Em entrevista à Agência Efe, o ministro para o Desenvolvimento Econômico, Claudio Scajola, encarregado de liderar a delegação, disse a missão será a segunda com estas características que a Itália envia no Brasil.
Segundo Scajola, a primeira missão, de 2006, permitiu o relançamento da cooperação econômica e comercial entre ambas as nações.
Já a atual vai possibilitar aos empresários italianos conhecer "em primeira mão a variedade de ofertas do mercado sul-americano, assim como a realidade das áreas produtivas e dos setores de maior desenvolvimento econômico" do Brasil.
Scajola destacou que as relações entre Brasil e Itália ganharam um notável impulso nos últimos quatro anos, tanto no âmbito cultural como "nos investimentos italianos no país".
"Existem mais de 300 companhias italianas que abriram uma filial no Brasil. Desde os grupos maiores, como FIAT, Pirelli, Telecom e Eni (...), até pequenas e médias empresas", destacou o ministro de Desenvolvimento Econômico.

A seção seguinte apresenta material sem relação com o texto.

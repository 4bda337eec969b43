use comfy_table::{Cell, Table};

use crate::db::get_connection;
use crate::error::Result;
use crate::settings::get_data_dir;
use crate::store;

pub fn add(includes: &str, classification: Option<&str>, meaning: Option<&str>) -> Result<()> {
    let conn = get_connection(&get_data_dir().join("extrato.db"))?;
    let rule = store::add_memory_rule(&conn, includes, classification, meaning)?;
    println!("Added memory rule {}: includes '{}'", rule.id, rule.includes);
    Ok(())
}

pub fn list() -> Result<()> {
    let conn = get_connection(&get_data_dir().join("extrato.db"))?;
    let rules = store::list_memory_rules(&conn)?;

    let mut table = Table::new();
    table.set_header(vec!["ID", "Includes", "Classification", "Meaning"]);
    for rule in &rules {
        table.add_row(vec![
            Cell::new(&rule.id),
            Cell::new(&rule.includes),
            Cell::new(rule.classification_id.as_deref().unwrap_or("")),
            Cell::new(rule.meaning.as_deref().unwrap_or("")),
        ]);
    }
    println!("Memory rules (consulted after rules, first match wins)\n{table}");
    Ok(())
}

pub fn update(
    id: &str,
    includes: Option<&str>,
    classification: Option<&str>,
    meaning: Option<&str>,
) -> Result<()> {
    let conn = get_connection(&get_data_dir().join("extrato.db"))?;
    let rule = store::update_memory_rule(&conn, id, includes, classification, meaning)?;
    println!("Updated memory rule {}", rule.id);
    Ok(())
}

pub fn delete(id: &str) -> Result<()> {
    let conn = get_connection(&get_data_dir().join("extrato.db"))?;
    store::delete_memory_rule(&conn, id)?;
    println!("Deleted memory rule {id}");
    Ok(())
}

Scajola acrescentou que o Brasil, que nos próximos anos "experimentará um autêntico ''boom'' graças aos investimentos em infraestruturas e serviços para a Copa do Mundo de 2014 e os Jogos Olímpicos de 2016", oferecerá "grandes oportunidades para os italianos".
"Em tempos de crise, a possibilidade de elevar a colaboração com o Brasil desponta como um grande negócio para a Itália", concluiu.
Sobre o terrorista Cesare Battisti, o ministro declarou: "Espero que os juízes brasileiros concedam a extradição de um terrorista assassino".
Mas Scajola fez questão de ressaltar que, até agora ocaso "não influenciou as relações econômicas entre os dois países".